Task goal: Copy out all lines of the records in which the word "FloatKind" appears.

Data records:

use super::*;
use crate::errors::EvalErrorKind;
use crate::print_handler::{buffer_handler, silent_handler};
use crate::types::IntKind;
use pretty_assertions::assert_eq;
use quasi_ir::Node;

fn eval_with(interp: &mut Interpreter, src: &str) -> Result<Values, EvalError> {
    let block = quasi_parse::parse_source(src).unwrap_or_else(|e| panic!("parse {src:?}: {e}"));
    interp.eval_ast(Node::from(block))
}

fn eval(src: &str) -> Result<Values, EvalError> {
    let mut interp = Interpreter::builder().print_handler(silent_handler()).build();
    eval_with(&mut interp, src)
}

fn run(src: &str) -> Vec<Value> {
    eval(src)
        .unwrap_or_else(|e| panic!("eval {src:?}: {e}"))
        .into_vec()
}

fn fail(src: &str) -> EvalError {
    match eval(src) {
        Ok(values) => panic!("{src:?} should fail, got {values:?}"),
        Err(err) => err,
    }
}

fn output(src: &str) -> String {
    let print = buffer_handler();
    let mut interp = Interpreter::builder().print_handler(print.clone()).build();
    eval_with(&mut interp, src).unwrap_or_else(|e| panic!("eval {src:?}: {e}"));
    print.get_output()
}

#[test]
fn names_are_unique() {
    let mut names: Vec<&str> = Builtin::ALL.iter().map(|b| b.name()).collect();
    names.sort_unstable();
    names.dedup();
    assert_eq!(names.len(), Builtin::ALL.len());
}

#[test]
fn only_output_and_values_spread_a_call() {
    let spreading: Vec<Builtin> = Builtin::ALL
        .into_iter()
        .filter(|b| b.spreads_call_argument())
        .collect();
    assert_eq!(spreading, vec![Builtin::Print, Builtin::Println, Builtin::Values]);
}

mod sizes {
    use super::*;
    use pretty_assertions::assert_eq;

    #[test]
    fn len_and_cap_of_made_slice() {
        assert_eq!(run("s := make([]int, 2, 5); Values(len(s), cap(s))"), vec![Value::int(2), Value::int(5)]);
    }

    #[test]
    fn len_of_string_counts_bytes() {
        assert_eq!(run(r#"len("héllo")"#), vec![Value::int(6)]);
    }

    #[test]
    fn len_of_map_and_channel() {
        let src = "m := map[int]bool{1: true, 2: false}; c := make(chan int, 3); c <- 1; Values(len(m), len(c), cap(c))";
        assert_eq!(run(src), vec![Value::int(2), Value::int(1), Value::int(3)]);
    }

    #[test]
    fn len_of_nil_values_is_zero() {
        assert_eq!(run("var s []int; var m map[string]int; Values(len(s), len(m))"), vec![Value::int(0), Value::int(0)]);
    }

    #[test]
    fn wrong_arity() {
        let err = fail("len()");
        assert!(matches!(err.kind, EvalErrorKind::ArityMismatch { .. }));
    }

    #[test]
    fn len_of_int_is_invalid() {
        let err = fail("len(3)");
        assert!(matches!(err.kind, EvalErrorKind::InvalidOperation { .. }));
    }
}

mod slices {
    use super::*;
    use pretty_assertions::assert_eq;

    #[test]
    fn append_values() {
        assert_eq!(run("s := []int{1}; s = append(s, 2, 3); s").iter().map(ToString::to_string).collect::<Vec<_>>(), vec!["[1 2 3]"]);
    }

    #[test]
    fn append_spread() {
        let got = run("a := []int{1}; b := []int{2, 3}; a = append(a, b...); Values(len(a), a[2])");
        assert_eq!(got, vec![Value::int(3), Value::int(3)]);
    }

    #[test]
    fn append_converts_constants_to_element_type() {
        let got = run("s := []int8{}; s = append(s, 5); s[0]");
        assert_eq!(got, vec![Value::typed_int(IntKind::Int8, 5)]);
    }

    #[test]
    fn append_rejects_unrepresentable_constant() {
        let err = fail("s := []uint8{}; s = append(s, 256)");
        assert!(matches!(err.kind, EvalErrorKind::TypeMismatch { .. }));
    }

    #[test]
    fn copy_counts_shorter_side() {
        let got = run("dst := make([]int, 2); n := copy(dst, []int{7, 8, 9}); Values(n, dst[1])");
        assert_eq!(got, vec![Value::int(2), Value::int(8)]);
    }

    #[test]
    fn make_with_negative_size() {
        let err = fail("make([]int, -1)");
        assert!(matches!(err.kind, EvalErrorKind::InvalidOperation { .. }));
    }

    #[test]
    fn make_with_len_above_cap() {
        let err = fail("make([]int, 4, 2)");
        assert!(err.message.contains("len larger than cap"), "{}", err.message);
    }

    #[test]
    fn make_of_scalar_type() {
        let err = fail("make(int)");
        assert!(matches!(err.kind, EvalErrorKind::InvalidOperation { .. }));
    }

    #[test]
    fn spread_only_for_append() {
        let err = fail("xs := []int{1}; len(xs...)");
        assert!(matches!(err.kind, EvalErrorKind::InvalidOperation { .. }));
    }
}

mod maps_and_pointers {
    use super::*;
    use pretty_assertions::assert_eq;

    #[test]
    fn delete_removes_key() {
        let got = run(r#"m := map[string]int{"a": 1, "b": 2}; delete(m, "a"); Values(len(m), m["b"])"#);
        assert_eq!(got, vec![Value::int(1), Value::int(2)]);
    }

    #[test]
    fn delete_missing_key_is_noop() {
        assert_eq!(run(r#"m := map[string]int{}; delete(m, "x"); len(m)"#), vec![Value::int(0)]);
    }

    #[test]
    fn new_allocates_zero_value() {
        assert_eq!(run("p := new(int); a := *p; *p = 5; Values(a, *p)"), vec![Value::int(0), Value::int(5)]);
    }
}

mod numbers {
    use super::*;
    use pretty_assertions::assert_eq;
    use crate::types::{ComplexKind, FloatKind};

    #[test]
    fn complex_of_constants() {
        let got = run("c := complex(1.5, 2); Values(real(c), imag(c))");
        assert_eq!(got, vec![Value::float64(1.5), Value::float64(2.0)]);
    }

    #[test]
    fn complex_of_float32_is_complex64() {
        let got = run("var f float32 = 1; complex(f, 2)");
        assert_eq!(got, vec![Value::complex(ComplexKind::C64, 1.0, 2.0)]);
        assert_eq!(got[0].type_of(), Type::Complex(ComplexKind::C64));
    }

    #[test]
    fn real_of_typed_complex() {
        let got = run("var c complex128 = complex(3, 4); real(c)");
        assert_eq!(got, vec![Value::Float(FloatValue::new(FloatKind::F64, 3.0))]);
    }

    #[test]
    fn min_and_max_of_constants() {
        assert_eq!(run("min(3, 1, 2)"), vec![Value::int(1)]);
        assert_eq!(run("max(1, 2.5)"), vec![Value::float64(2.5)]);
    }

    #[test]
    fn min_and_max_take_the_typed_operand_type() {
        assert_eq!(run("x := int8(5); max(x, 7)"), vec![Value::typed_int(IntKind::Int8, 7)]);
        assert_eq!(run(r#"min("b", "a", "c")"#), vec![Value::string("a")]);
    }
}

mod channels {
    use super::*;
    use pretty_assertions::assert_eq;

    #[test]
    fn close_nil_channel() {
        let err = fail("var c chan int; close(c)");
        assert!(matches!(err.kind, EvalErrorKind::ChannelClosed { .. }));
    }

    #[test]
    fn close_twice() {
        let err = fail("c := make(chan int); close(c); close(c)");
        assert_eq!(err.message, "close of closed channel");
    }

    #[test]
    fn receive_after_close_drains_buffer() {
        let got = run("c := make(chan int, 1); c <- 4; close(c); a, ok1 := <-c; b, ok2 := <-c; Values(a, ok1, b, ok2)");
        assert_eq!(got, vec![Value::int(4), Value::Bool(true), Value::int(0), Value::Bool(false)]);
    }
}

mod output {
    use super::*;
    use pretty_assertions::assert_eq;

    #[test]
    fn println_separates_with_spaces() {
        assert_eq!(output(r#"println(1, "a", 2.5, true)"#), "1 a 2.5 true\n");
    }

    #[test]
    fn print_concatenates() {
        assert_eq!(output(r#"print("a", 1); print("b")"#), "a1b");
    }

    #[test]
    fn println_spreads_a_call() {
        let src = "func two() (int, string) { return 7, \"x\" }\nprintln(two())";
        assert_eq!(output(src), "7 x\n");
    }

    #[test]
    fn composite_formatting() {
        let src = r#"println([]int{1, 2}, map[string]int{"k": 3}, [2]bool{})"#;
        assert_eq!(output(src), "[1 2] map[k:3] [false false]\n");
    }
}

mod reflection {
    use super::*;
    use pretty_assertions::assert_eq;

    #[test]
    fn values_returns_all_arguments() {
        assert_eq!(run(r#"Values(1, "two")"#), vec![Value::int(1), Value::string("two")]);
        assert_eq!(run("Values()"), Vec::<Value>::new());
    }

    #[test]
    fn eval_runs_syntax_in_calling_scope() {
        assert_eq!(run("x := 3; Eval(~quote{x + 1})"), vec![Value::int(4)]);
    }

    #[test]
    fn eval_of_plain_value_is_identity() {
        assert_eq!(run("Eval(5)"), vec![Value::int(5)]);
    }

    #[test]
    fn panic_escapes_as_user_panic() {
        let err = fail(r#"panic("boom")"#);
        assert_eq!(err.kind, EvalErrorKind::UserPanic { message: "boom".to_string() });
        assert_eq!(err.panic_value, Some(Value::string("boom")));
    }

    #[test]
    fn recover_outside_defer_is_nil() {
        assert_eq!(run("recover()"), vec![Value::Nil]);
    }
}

Response below:
    use crate::types::{ComplexKind, FloatKind};
        assert_eq!(got, vec![Value::Float(FloatValue::new(FloatKind::F64, 3.0))]);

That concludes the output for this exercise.